Abstract

To retrospectively evaluate the accuracy of clip placement on the basis of measurements obtained on pre- and post-vacuum-assisted 11-gauge stereotactic biopsy mammograms and to analyze the factors that can predict which patients will experience a significant movement of the clip. The pre- and post-vacuum-assisted 11-guage stereotactic biopsy mammographic findings in 204 cases undergoing clip placement were reviewed. The clip-to-lesion distance was measured. The correlations between the clinical-mammographic findings and the likelihood of clip movement were evaluated. Target mammographic lesion types of the 204 cases were characterized as calcification in all but one case, which was a distortion lesion. The clip-to-lesion distance was within 5 mm on both the craniocaudal and mediolateral oblique projections in 119 (58%) cases, within 6-10 mm in 28 (14%), within 11-19 mm in 25 (12%), and was > 20 mm in 32 (16%).
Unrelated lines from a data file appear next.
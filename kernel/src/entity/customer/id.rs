use serde::{Deserialize, Serialize};
use uuid::Uuid;
use vodca::{AsRefln, Fromln};

#[derive(Debug, Clone, Hash, Eq, PartialEq, Serialize, Deserialize, Fromln, AsRefln)]
pub struct CustomerId(Uuid);

impl CustomerId {
    pub fn new(id: impl Into<Uuid>) -> Self {
        Self(id.into())
    }
}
The variability of the clip-to-lesion distance was greatest in the plane orthogonal to the compression plane used for stereotactic biopsy. Breast thickness was the only factor that was predictive of a significant movement of the clip, and thin breasts tended to exhibit greater clip movement. Breast thickness may be a useful factor for predicting the degree of clip movement after 11-gauge vacuum-assisted stereotactic biopsy.